4. Nafsu makan yang lemah.
5. Mati rasa.
6. Panas atau dingin di anggota badan.
7. Detak jantung yang cepat dan tidak beraturan.
8. Rasa sakit yang berpindah dari bawah punggung dan bahu.
9. Bersedih dan merasa sempit (sesak) di dada.
10. Berkeringat di malam hari.
11. Perilaku (emosi) berlebihan.
12. Ketakutan yang tidak wajar.
13. Sering bersendawa.
14. Menguap atau terengah-engah.
15. Menyendiri atau suka mengasingkan diri. 16. Diam atau malas bergerak.
17. Senang (terlalu banyak) tidur
18. Adanya masalah kesehatan tertentu tanpa ada sebab-sebab medis yang diketahui.

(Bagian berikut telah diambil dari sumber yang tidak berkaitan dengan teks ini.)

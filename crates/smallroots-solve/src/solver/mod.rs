//! Solvers for multivariate Coppersmith problems.
//!
//! The partial solvers may recover only some of the unknowns:
//!
//! - [`LinearSolver`] handles linear relations by reduction and
//!   enumeration
//! - [`GroebnerSolver`] takes the integer points of the integer relations
//! - [`CoppersmithSolver`] builds lattices from shift relations
//! - [`AutomatedPartialSolver`] tries the three in that order
//!
//! [`AutomatedSolver`] completes partial solutions by solving what is
//! left after substituting them.

mod automated;
mod coppersmith;
mod full;
mod groebner;
mod linear;

pub use automated::AutomatedPartialSolver;
pub use coppersmith::CoppersmithSolver;
pub use full::AutomatedSolver;
pub use groebner::GroebnerSolver;
pub use linear::LinearSolver;

use smallroots_model::{Problem, Result, SolutionSet};
use tracing::warn;

/// A solving strategy for one problem.
pub trait Solver {
    /// What a successful run returns.
    type Output;

    /// The problem being solved.
    fn problem(&self) -> &Problem;

    /// Storage for the expected solutions, if any.
    fn expected_slot(&mut self) -> &mut Option<SolutionSet>;

    /// Registers known solutions, used only to log whether intermediate
    /// steps keep them. Solutions that do not solve the problem are
    /// reported and ignored.
    fn set_expected(&mut self, expected: SolutionSet) {
        match self.problem().check(&expected) {
            Ok(true) => *self.expected_slot() = Some(expected),
            Ok(false) => {
                warn!(target: "smallroots::Solver", "expected solution is not a solution, ignoring it");
            }
            Err(e) => {
                warn!(target: "smallroots::Solver", "could not check the expected solution: {e}");
            }
        }
    }

    /// Runs the strategy.
    ///
    /// # Errors
    ///
    /// [`smallroots_model::Error::Failure`] means the strategy found
    /// nothing; other errors are fatal.
    fn solve(&mut self) -> Result<Self::Output>;

    /// True when the last failed [`Solver::solve`] showed that no root
    /// lies inside the bounds, so that no other strategy needs to run.
    fn is_conclusive(&self) -> bool {
        false
    }
}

Namun, tanda-tanda tersebut atau sebagiannya bisa ditemukan tergantung pada kuat atau banyaknya ain.
Cara mengobati ain.
foto: freepik.com
Seseorang yang terkena ain, perlu mengobati sebab-sebab terkena penyakit ain, berikut ini cara mengobati atau menyembuhkan penyakit ain.
1. Mandi dari air bekas mandi orang yang menyebabkan ain.
Sebagaimana tertuang dalam hadits Ibnu Abbas Ra, Nabi Muhammad SAW bersabda;
"Ain itu benar adanya. Andaikan ada perkara yang bisa mendahului takdir, maka itulah ain. Maka jika kalian mandi, gunakanlah air mandinya itu (untuk memandikan orang yang terkena air)." (HR. Muslim no. 2188)
2. Ruqyah Syar'iyyah.
Sebagaimana tertuang dalam hadits dari Asma binti Umais Ra, ia berkata;
"Wahai Rasulullah, Bani Ja'far terkena penyakit ain, bolehkah kami minta mereka diruqyah? Nabi menjawab: iya boleh. Andaikan ada yang bisa mendahului takdir, itulah ain." (HR. Tirmidzi no.2059, Ibnu Majah no.3510, dishahihkan Al Albani dalam Shahih Ibnu Majah)
3. Mandi dari air bekas wudhu orang yang menyebabkan ain.
Nabi Muhammad SAW, memerintahkan Amir bin Rabi'ah untuk berwudhu dan menyiramkan air wudhunya kepada Sahl yang terkena ain. Dalam riwayat yang lain menjelaskan:
"Lalu Nabi Muhammad SAW memerintahkan Amir untuk berwudhu. Lalu Amir membasuh wajah dan kedua tangannya hingga sikunya, dan membasuh kedua lututnya dan bagian dalam sarungnya. Lalu Nabi memerintahkannya untuk menyiramkannya kapada Sahl." (HR. An Nasa'i no. 7617, Ibnu Majah no. 3509, Ahmad no.15980. dishahihkan Al Albani dalam Shahih Ibnu Majah).